Bill Ryder-Jones‘ Wild Swans named Getintothis‘ Single of the Week.
8.
Daniel Avery: Drone Logic
Phantasy Sound
Avery’s understanding of how the best live DJ sets peak, trough, build, dip and ultimately detonate in glorious fashion are played out to stunning effect on Drone Logic. Daft thing is, he makes it all sound so effortless.
Getintothis on Drone Logic.
Getintothis on Daniel Avery and Bugged Out Weekender.
7.
Factory Floor: Factory Floor
DFA Records
Factory Floor have long been a name associated with super-cool but there was only so long they could trade on those early tracks and famed live displays. Thankfully, their debut offering lived up to expectations; what is immediately a cold, slab of stark industrial beats becomes all-enveloping immersing you deep inside their core. It’s insistent, irresistible and remarkably DFA have unearthed a band, which despite being almost the polar opposite, are tailormade to fill the LCD Soundsystem-shaped hole in their armoury.
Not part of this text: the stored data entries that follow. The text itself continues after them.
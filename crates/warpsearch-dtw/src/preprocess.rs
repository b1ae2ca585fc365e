//! Series preprocessing applied before a search: z-normalization and derivative transform.

use crate::error::{DerivativeError, PreprocessError};
use crate::series::TimeSeries;

/// Population mean and standard deviation.
fn moments(data: &[f64]) -> (f64, f64) {
    let n = data.len() as f64;
    let mean = data.iter().sum::<f64>() / n;
    let variance = data.iter().map(|&x| (x - mean) * (x - mean)).sum::<f64>() / n;
    (mean, variance.sqrt())
}

/// Z-normalize a series to zero mean and unit population variance.
///
/// # Errors
///
/// | Variant | Condition |
/// |---|---|
/// | [`PreprocessError::ConstantSeries`] | All values are identical (zero variance) |
#[must_use = "returns a new normalized series; the original is unchanged"]
pub fn z_normalize(series: &TimeSeries) -> Result<TimeSeries, PreprocessError> {
    let data = series.as_slice();
    let (mean, std) = moments(data);
    if std == 0.0 {
        return Err(PreprocessError::ConstantSeries {
            n: data.len(),
            value: data[0],
        });
    }
    let normalized = data.iter().map(|&x| (x - mean) / std).collect();
    Ok(TimeSeries::new(normalized).expect("finite input with non-zero spread stays finite"))
}

/// Z-normalize every series of a training or test set.
///
/// # Errors
///
/// Returns the first [`PreprocessError`] encountered.
#[must_use = "returns a new vector of normalized series"]
pub fn z_normalize_batch(series: &[TimeSeries]) -> Result<Vec<TimeSeries>, PreprocessError> {
    series.iter().map(z_normalize).collect()
}

/// Keogh-Pazzani first derivative: `d[i] = ((x[i] - x[i-1]) + (x[i+1] - x[i-1]) / 2) / 2`
/// over the interior points, so the output is two samples shorter.
///
/// # Errors
///
/// | Variant | Condition |
/// |---|---|
/// | [`DerivativeError::TooShort`] | Series has fewer than 3 elements |
#[must_use = "returns a new derivative series; the original is unchanged"]
pub fn derivative(series: &TimeSeries) -> Result<TimeSeries, DerivativeError> {
    let data = series.as_slice();
    if data.len() < 3 {
        return Err(DerivativeError::TooShort { len: data.len() });
    }
    let deriv = data
        .windows(3)
        .map(|w| ((w[1] - w[0]) + (w[2] - w[0]) / 2.0) / 2.0)
        .collect();
    Ok(TimeSeries::new(deriv).expect("differences of finite values are finite"))
}

/// Apply [`derivative`] to every series.
///
/// # Errors
///
/// Returns the first [`DerivativeError`] encountered.
#[must_use = "returns a new vector of derivative series"]
pub fn derivative_batch(series: &[TimeSeries]) -> Result<Vec<TimeSeries>, DerivativeError> {
    series.iter().map(derivative).collect()
}

#[cfg(test)]
mod tests {
    use super::*;

    fn ts(values: &[f64]) -> TimeSeries {
        TimeSeries::new(values.to_vec()).unwrap()
    }

    #[test]
    fn normalized_series_has_zero_mean_and_unit_variance() {
        let normalized = z_normalize(&ts(&[1.0, 2.0, 3.0, 4.0, 5.0])).unwrap();
        let (mean, std) = moments(normalized.as_slice());
        assert!(mean.abs() < 1e-12, "mean was {mean}");
        assert!((std - 1.0).abs() < 1e-12, "std was {std}");
    }

    #[test]
    fn constant_series_cannot_be_normalized() {
        let result = z_normalize(&ts(&[5.0, 5.0, 5.0]));
        assert!(
            matches!(result, Err(PreprocessError::ConstantSeries { n: 3, value: 5.0 })),
            "got {result:?}"
        );
    }

    #[test]
    fn batch_stops_at_the_first_constant_series() {
        let batch = vec![ts(&[1.0, 2.0]), ts(&[7.0, 7.0]), ts(&[4.0, 6.0])];
        assert!(z_normalize_batch(&batch).is_err());
        assert_eq!(z_normalize_batch(&batch[..1]).unwrap().len(), 1);
    }

    #[test]
    fn derivative_of_a_ramp_is_its_slope() {
        let d = derivative(&ts(&[0.0, 2.0, 4.0, 6.0, 8.0])).unwrap();
        assert_eq!(d.len(), 3);
        for &v in d.as_slice() {
            assert!((v - 2.0).abs() < 1e-12, "expected 2.0, got {v}");
        }
    }

    #[test]
    fn derivative_needs_interior_points() {
        let result = derivative_batch(&[ts(&[1.0, 2.0, 3.0]), ts(&[1.0, 2.0])]);
        assert!(matches!(result, Err(DerivativeError::TooShort { len: 2 })));
    }
}
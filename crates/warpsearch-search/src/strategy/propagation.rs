use std::time::Instant;

use tracing::{debug, info, instrument};
use warpsearch_dtw::Window;

use crate::assess::{LazyPairAssessor, Refinement};
use crate::cache::EnvelopeCache;
use crate::driver::CancelToken;
use crate::error::SearchError;
use crate::neighbor::{Neighbor, NeighborTable};
use crate::store::SequenceStore;

/// Builds the nearest-neighbour table for every window in one pass, then answers
/// each window by lookup.
///
/// Sequences are added one at a time (`current`), and for each the windows are
/// visited from the largest down. At a window where `current` has no settled
/// neighbour, every earlier sequence is tried as its neighbour (cheapest-looking
/// first) and `current` is tried as theirs. The winner's exact cost holds down to
/// its validity window, and since DTW only grows as the band narrows, it stays
/// the nearest neighbour across that whole range: those entries are settled
/// without further work. At a settled window only the reverse direction is
/// checked.
#[derive(Debug)]
pub(crate) struct Propagation<'a> {
    cache: EnvelopeCache<'a>,
    max_window: Window,
    table: Option<NeighborTable>,
}

impl<'a> Propagation<'a> {
    pub(crate) fn new(store: &'a SequenceStore, max_window: Window) -> Self {
        Self {
            cache: EnvelopeCache::new(store),
            max_window,
            table: None,
        }
    }

    pub(crate) fn neighbors(
        &mut self,
        window: Window,
        cancel: &CancelToken,
    ) -> Result<Vec<Option<Neighbor>>, SearchError> {
        if self.table.is_none() {
            self.table = Some(self.build(cancel)?);
        }
        let table = self.table.as_ref().expect("table was just built");
        Ok(table.neighbors(window))
    }

    #[instrument(level = "debug", skip(self, cancel), fields(n = self.cache.store().len(), max_window = self.max_window.radius()))]
    fn build(&mut self, cancel: &CancelToken) -> Result<NeighborTable, SearchError> {
        let start = Instant::now();
        let store = self.cache.store();
        let n = store.len();
        let len = store.view(0).len();
        let mut table = NeighborTable::new(n, self.max_window);
        let mut assessors: Vec<LazyPairAssessor> =
            (0..n).map(|i| LazyPairAssessor::new(i, i + 1)).collect();
        let mut order: Vec<usize> = Vec::with_capacity(n);

        for current in 1..n {
            cancel.check()?;
            for (previous, assessor) in assessors.iter_mut().enumerate().take(current) {
                assessor.reset(previous, current);
            }

            for w in (0..=self.max_window.radius()).rev() {
                let window = Window::new(w);

                if table.get(window, current).is_settled() {
                    for (previous, assessor) in assessors.iter_mut().enumerate().take(current) {
                        let to_beat = table.get(window, previous).to_beat(current);
                        if let Refinement::NewBest(outcome) =
                            assessor.try_to_beat(to_beat, window, &mut self.cache)
                        {
                            table.replace(window, previous, current, &outcome);
                        }
                    }
                    continue;
                }

                order.clear();
                order.extend(0..current);
                order.sort_by(|&x, &y| {
                    assessors[x]
                        .ranking_key(len)
                        .total_cmp(&assessors[y].ranking_key(len))
                        .then(x.cmp(&y))
                });

                for &previous in &order {
                    let assessor = &mut assessors[previous];

                    let to_beat = table.get(window, current).to_beat(previous);
                    if let Refinement::NewBest(outcome) =
                        assessor.try_to_beat(to_beat, window, &mut self.cache)
                    {
                        table.replace(window, current, previous, &outcome);
                    }

                    let to_beat = table.get(window, previous).to_beat(current);
                    if let Refinement::NewBest(outcome) =
                        assessor.try_to_beat(to_beat, window, &mut self.cache)
                    {
                        table.replace(window, previous, current, &outcome);
                    }
                }

                table.settle_down_from(window, current);
            }
            debug!(current, "sequence added to neighbour table");
        }
        table.settle_all(0);

        info!(
            n,
            windows = self.max_window.radius() + 1,
            envelopes = self.cache.cached_envelopes(),
            elapsed_ms = start.elapsed().as_millis() as u64,
            "neighbour table built"
        );
        Ok(table)
    }
}
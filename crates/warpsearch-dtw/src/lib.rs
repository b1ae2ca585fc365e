//! Banded DTW and its lower bounds.
//!
//! Pure math library with zero I/O. Provides validated series, the Sakoe-Chiba
//! [`Window`], a rolling-row [`BoundedDtw`] kernel with early abandoning, seeded
//! pruning and window-validity tracking, the LB_Kim and LB_Keogh lower bounds, and
//! z-normalization / derivative preprocessing.
//!
//! Costs are sums of squared differences throughout; no square root is taken, so
//! every lower bound compares directly against a [`DtwCost`].

mod cost;
mod dtw;
mod envelope;
mod error;
mod kim;
mod preprocess;
mod series;
mod window;

pub use cost::DtwCost;
pub use dtw::{BoundedDtw, DtwOutcome};
pub use envelope::{Envelope, KeoghProgress, lb_keogh};
pub use error::{DerivativeError, DtwError, PreprocessError};
pub use kim::{SeriesStats, lb_kim};
pub use preprocess::{derivative, derivative_batch, z_normalize, z_normalize_batch};
pub use series::{TimeSeries, TimeSeriesView};
pub use window::Window;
Getintothis interviews Factory Floor: Definitions, experimentation and the industrial life.
Getintothis reviews Factory Floor and East India Youth at the Kazimier.
Getintothis on Factory Floor: Turn It Up – the first fruits of debut album.
Getintothis on Factory Floor coming to Liverpool.
6.
Almunia: Pulsar
Claremont 56
Italian duo Leonardo Ceccanti and Gianluca Salvadori create a progressive galactic epic where groove is in the heart. Imagine Lindstrøm or Prins Thomas setting the controls for a David Gilmour opus and you’re nearly there.
Getintothis on Pulsar.
Getintothis reviews Almunia and Ray Mang live at Blade Factory.
Getintothis interviews People’s Balearic Disco: Cosmic rides, space, time and crazy sounds.
5.
Suuns: Images du Futur
Images du Futur manages to marry noise you never quite understand while gripping you vice-tight. It’s leathery reptile-like late-night grooves which seep deeply into your soul imploring you to take another hit.
Getintothis on Suuns bringing Images du Futur to the Kazimier.
4.
Jon Hopkins: Immunity
Domino Recording Co
The finest electronic album by a British artist in years. Immunity combines visceral danger (Open Eye Signal), plaintive melancholia (Breathe This Air), claustrophobic darkness (Collider) and grandiose euphoric epicness (Sun Harmonics) all the while retaining a soulful human touch often found wanting in contemporary electronica. Truly stunning – the record that should have won The Mercury.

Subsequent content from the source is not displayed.